[IPython-dev] ipython sphinx directive

John Hunter jdh2358 at gmail.com
Sun Nov 8 13:18:17 EST 2009


On Sat, Nov 7, 2009 at 9:21 AM, John Hunter <jdh2358 at gmail.com> wrote:
> On Sat, Nov 7, 2009 at 3:51 AM, Gael Varoquaux
> <gael.varoquaux at normalesup.org> wrote:
>
>> Very, very useful.
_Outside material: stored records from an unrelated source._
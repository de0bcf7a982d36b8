use serde::Serialize;
use tickerlens_core::{ProviderId, ProviderPolicy};

use crate::cli::SourcesArgs;
use crate::error::CliError;

use super::{adapter_for, CommandResult};

#[derive(Debug, Serialize)]
struct SourceStatus {
    id: ProviderId,
    available: bool,
    status: &'static str,
    capabilities: Vec<&'static str>,
    #[serde(skip_serializing_if = "Option::is_none")]
    policy: Option<PolicySummary>,
}

#[derive(Debug, Serialize)]
struct PolicySummary {
    quota_limit: u32,
    quota_window_secs: u64,
    retry_initial_delay_secs: u64,
    retry_max_delay_secs: u64,
    max_retries: u32,
}

impl From<&ProviderPolicy> for PolicySummary {
    fn from(policy: &ProviderPolicy) -> Self {
        Self {
            quota_limit: policy.quota_limit,
            quota_window_secs: policy.quota_window.as_secs(),
            retry_initial_delay_secs: policy.retry_backoff.initial_delay.as_secs(),
            retry_max_delay_secs: policy.retry_backoff.max_delay.as_secs(),
            max_retries: policy.retry_backoff.max_retries,
        }
    }
}

#[derive(Debug, Serialize)]
struct SourcesResponseData {
    sources: Vec<SourceStatus>,
}

pub fn run(args: &SourcesArgs) -> Result<CommandResult, CliError> {
    let sources = ProviderId::ALL
        .into_iter()
        .map(|id| {
            let adapter = adapter_for(id);
            let health = adapter.health();
            SourceStatus {
                id,
                available: health.rate_available,
                status: health.status_label(),
                capabilities: adapter.capabilities().supported_endpoints(),
                policy: args
                    .policies
                    .then(|| PolicySummary::from(&ProviderPolicy::for_provider(id))),
            }
        })
        .collect::<Vec<_>>();

    let data = serde_json::to_value(SourcesResponseData { sources })?;
    Ok(CommandResult::ok(data, ProviderId::ALL.to_vec()))
}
I can't give much feedback, because I have no
>> available mental bandwidth
>
> That's OK, I don't either <wink>
>
> I did some thinking overnight and have codified my ideas in a proposal
> (appropriately in sphinx) included below -- also in html at
> http://matplotlib.sourceforge.net/ipymode/_build/html/proposal.html

OK, I've implemented 95% of the proposal;  pylab/pyplot is supported,
as are multi-line inputs and outputs, and the verbatim, doctest and
suppress directives.

A demo document is included below, which is rendered at
http://matplotlib.sourceforge.net/ipymode/_build/html/ipy_demo.html,
and the ipython_directive is attached.  Stuff that still needs work:

  * A bit of cleaning needs to be done, since I am currently mixing in
ipython and matplotlib functionality and I suspect some will want a
clean segregation, but that will not be too hard.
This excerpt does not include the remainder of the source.